Potential for Giardia Transmission
When a dog is actively shedding Giardia cysts, the parasite is highly contagious to other dogs. Dogs are notorious for sniffing or tasting anything that they encounter, so the chances of a housemate, playmate, or even a passerby dog contracting the disease from an infected canine are very high. Reinfection of the same pet is also possible due to the resilience of the cysts.
On the other hand, the chances of a human contracting Giardia from a dog are quite low, but not impossible. Giardia has several variants, and the canine strain is unlikely to infect humans. However, immunocompromised individuals should be particularly cautious, and it's wise for everyone to wash thoroughly after playing with a dog or picking up their feces.
Obtaining a Diagnosis
There are several diagnostic methods veterinary hospitals use to test for Giardia. Each requires a fresh stool sample.
- Fecal flotation. For this method, feces is mixed with a special solution then placed in a centrifuge.

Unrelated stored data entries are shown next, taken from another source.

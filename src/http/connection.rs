use std::net::SocketAddr;
use std::sync::Arc;

use bytes::{Buf, BytesMut};
use tokio::io::AsyncReadExt;
use tokio::net::TcpStream;
use tracing::{debug, warn};

use crate::http::parser::{ParseError, parse_http_request};
use crate::http::request::Request;
use crate::http::response::Response;
use crate::http::writer::ResponseWriter;
use crate::server::pipeline::Pipeline;
use crate::server::timer::IdleTimer;

pub struct Connection {
    stream: TcpStream,
    peer: SocketAddr,
    buffer: BytesMut,
    state: ConnectionState,
    pipeline: Arc<Pipeline>,
    timer: IdleTimer,
}

pub enum ConnectionState {
    Reading,
    Processing(Request),
    Rejecting(ParseError),
    Closed,
}

enum Incoming {
    Request(Request),
    Malformed(ParseError),
    Closed,
}

impl Connection {
    /// Wrap an accepted socket. The idle timer starts running now.
    pub fn new(stream: TcpStream, peer: SocketAddr, pipeline: Arc<Pipeline>) -> Self {
        let timer = IdleTimer::new(pipeline.config().request_timeout());
        Self {
            stream,
            peer,
            buffer: BytesMut::with_capacity(4096),
            state: ConnectionState::Reading,
            pipeline,
            timer,
        }
    }

    pub async fn run(&mut self) -> anyhow::Result<()> {
        loop {
            match std::mem::replace(&mut self.state, ConnectionState::Closed) {
                ConnectionState::Reading => {
                    let timer = self.timer.clone();
                    let peer = self.peer;
                    let incoming = tokio::select! {
                        incoming = self.read_request() => incoming?,
                        _ = timer.expired() => {
                            warn!(peer = %peer, "Idle connection timed out");
                            Incoming::Closed
                        }
                    };

                    self.state = match incoming {
                        Incoming::Request(request) => ConnectionState::Processing(request),
                        Incoming::Malformed(e) => ConnectionState::Rejecting(e),
                        Incoming::Closed => ConnectionState::Closed,
                    };
                }

                ConnectionState::Processing(request) => {
                    if self.process(&request).await {
                        self.state = ConnectionState::Reading;
                    }
                }

                ConnectionState::Rejecting(e) => {
                    debug!(peer = %self.peer, error = ?e, "Malformed request");
                    let mut writer = ResponseWriter::new(&mut self.stream);
                    if let Err(e) = writer.send(Response::bad_request()).await {
                        debug!(error = %e, "Failed to send 400");
                    }
                    writer.finish().await;
                }

                ConnectionState::Closed => {
                    break;
                }
            }
        }

        Ok(())
    }

    /// Run one request through the pipeline. Returns whether the
    /// connection may carry another request.
    async fn process(&mut self, request: &Request) -> bool {
        let timer = self.timer.clone();
        let mut writer = ResponseWriter::new(&mut self.stream)
            .head_only(request.is_head())
            .with_timer(timer.clone());

        if !self.pipeline.respond_within(request, &mut writer, &timer).await {
            return false;
        }

        request.keep_alive() && writer.is_reusable()
    }

    async fn read_request(&mut self) -> anyhow::Result<Incoming> {
        loop {
            // Try parsing whatever we already have
            match parse_http_request(&self.buffer) {
                Ok((mut request, consumed)) => {
                    self.buffer.advance(consumed);
                    request.remote_addr = Some(self.peer);
                    return Ok(Incoming::Request(request));
                }

                Err(ParseError::Incomplete) => {
                    // Need more data → fall through to read
                }

                Err(e) => return Ok(Incoming::Malformed(e)),
            }

            let n = self.stream.read_buf(&mut self.buffer).await?;

            if n == 0 {
                // Client closed connection
                return Ok(Incoming::Closed);
            }

            self.timer.touch();
        }
    }
}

The carefully timed procedure is designed to bring any Giardia cysts to the surface of the solution, where they are collected then examined under a microscope.
- Fecal cytology. A different method is used to look for Giardia trophozoites. The veterinary team can identify the mobile Giardia by placing a sample of stool directly onto a slide (with or without a special stain).

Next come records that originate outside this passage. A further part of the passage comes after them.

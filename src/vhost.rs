//! Virtual host selection and request path resolution.
//!
//! The sanitisation here is deliberately naive: every literal `../` is
//! removed and `%20` becomes a space, nothing else is decoded. Whatever
//! survives the strip (a trailing `..`, for one) is resolved by the join
//! below, which never climbs above the host root. Encoded sequences such
//! as `%2e%2e%2f` are passed through undecoded and end up as literal file
//! names.

use std::collections::HashMap;
use std::path::{Component, Path, PathBuf};

use crate::config::{HostConfig, ServerConfig};
use crate::http::request::Request;

/// Host name to document root, with a fallback for everything else.
#[derive(Debug, Clone)]
pub struct VirtualHostTable {
    hosts: HashMap<String, HostConfig>,
    default_host: HostConfig,
}

impl VirtualHostTable {
    pub fn new(hosts: HashMap<String, HostConfig>, default_host: HostConfig) -> Self {
        Self {
            hosts,
            default_host,
        }
    }

    pub fn from_config(config: &ServerConfig) -> Self {
        Self::new(config.hosts.clone(), config.default_host.clone())
    }

    /// Pick the virtual host for a `Host` header value.
    ///
    /// Any `:port` suffix is ignored. A missing header or an unknown name
    /// selects the default host; this never fails.
    pub fn select(&self, host_header: Option<&str>) -> &HostConfig {
        host_header
            .and_then(|host| host.split(':').next())
            .and_then(|name| self.hosts.get(name))
            .unwrap_or(&self.default_host)
    }

    /// Local file path for `request`. Existence is not checked here.
    pub fn resolve(&self, request: &Request) -> PathBuf {
        let vhost = self.select(request.header("Host"));
        let pathname = request_pathname(&request.path);
        join_under_root(&vhost.root, &sanitize(&pathname))
    }
}

/// The path component of a request target, `/` when there is none.
///
/// Origin-form targets (`/a/b?q`) are split by hand so the path reaches the
/// sanitiser exactly as sent. Absolute-form targets go through the URL parser.
pub fn request_pathname(target: &str) -> String {
    if target.starts_with('/') {
        let end = target.find(['?', '#']).unwrap_or(target.len());
        return target[..end].to_string();
    }

    match url::Url::parse(target) {
        Ok(url) if !url.cannot_be_a_base() && !url.path().is_empty() => url.path().to_string(),
        _ => "/".to_string(),
    }
}

/// Remove every `../` and turn `%20` into a space.
///
/// Stripping repeats until nothing is left to strip, since one pass over
/// `....//` leaves a fresh `../` behind.
pub fn sanitize(pathname: &str) -> String {
    let mut clean = pathname.replace("../", "");
    while clean.contains("../") {
        clean = clean.replace("../", "");
    }
    clean.replace("%20", " ")
}

/// Join `path` onto `root`, resolving `..` against the segments pushed so far.
///
/// A `..` with nothing left to pop is dropped, so the result always lies
/// under `root`. Root and current-dir components are ignored.
pub fn join_under_root(root: &Path, path: &str) -> PathBuf {
    let mut joined = root.to_path_buf();
    let mut depth = 0usize;
    for component in Path::new(path).components() {
        match component {
            Component::Normal(part) => {
                joined.push(part);
                depth += 1;
            }
            Component::ParentDir if depth > 0 => {
                joined.pop();
                depth -= 1;
            }
            _ => {}
        }
    }
    joined
}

- SNAP test. An in-hospital antigen test can give you a positive or negative result pointing to giardiasis in a matter of minutes. This test requires a small amount of feces and detects the presence of the parasite's antigens. It's best used in conjunction with one of the manual identification methods.
- Reference laboratory testing. Your vet may recommend sending the stool sample to a reference lab for further testing, where they may perform an immunofluorescence assay or PCR tests. It can take several days for these results.
Obtaining a giardiasis diagnosis can be challenging in some cases due to the parasite's intermittent shedding. Don't be alarmed if your vet recommends repeated testing over several days.
Treatment Options for Giardiasis
Canine diarrhea can have various causes, so it's important to see your vet if you suspect that your pet may have giardiasis. Based on your pet's exam and diagnostic results, they can make appropriate recommendations.
Most treatment plans consist of a course of Metronidazole (also known as Flagyl) for several days and a broad-spectrum prescription dewormer. Supportive care to address dehydration from persistent diarrhea or medication for nausea may be necessary, as well. Although some natural sources like pumpkin seeds may have anti-parasitic properties, no holistic remedies have been proven to treat giardiasis.
You can help reduce your dog's risk of becoming infected with Giardia through these measures.
- Promptly remove dog feces from your yard.
- Clean up after your dog while in public areas.
- Do not allow your dog to eat feces.
- Provide clean, fresh water for your dog.
- Keep your dog from drinking standing water.
- Remove any standing water from your yard.
If your dog has giardiasis or is being treated for a Giardia infection, keep them away from public areas until after treatment when they are no longer shedding the cysts. This will protect other dogs from picking up the parasite.
It's possible that a dog can become reinfected with Giardia from their own stool. Thoroughly clean your environment and disinfect any items that could have been contaminated to prevent this from happening. A diluted bleach solution (1:32 or 1:16 part solution) can effectively kill the Giardia cysts.
Early Treatment is Key
The best way to address giardiasis in dogs is by catching it early. See your veterinarian or drop off a stool sample at the earliest onset of diarrhea to ensure your pet's comfort and prevent spreading the parasite. And don't forget to wash your hands!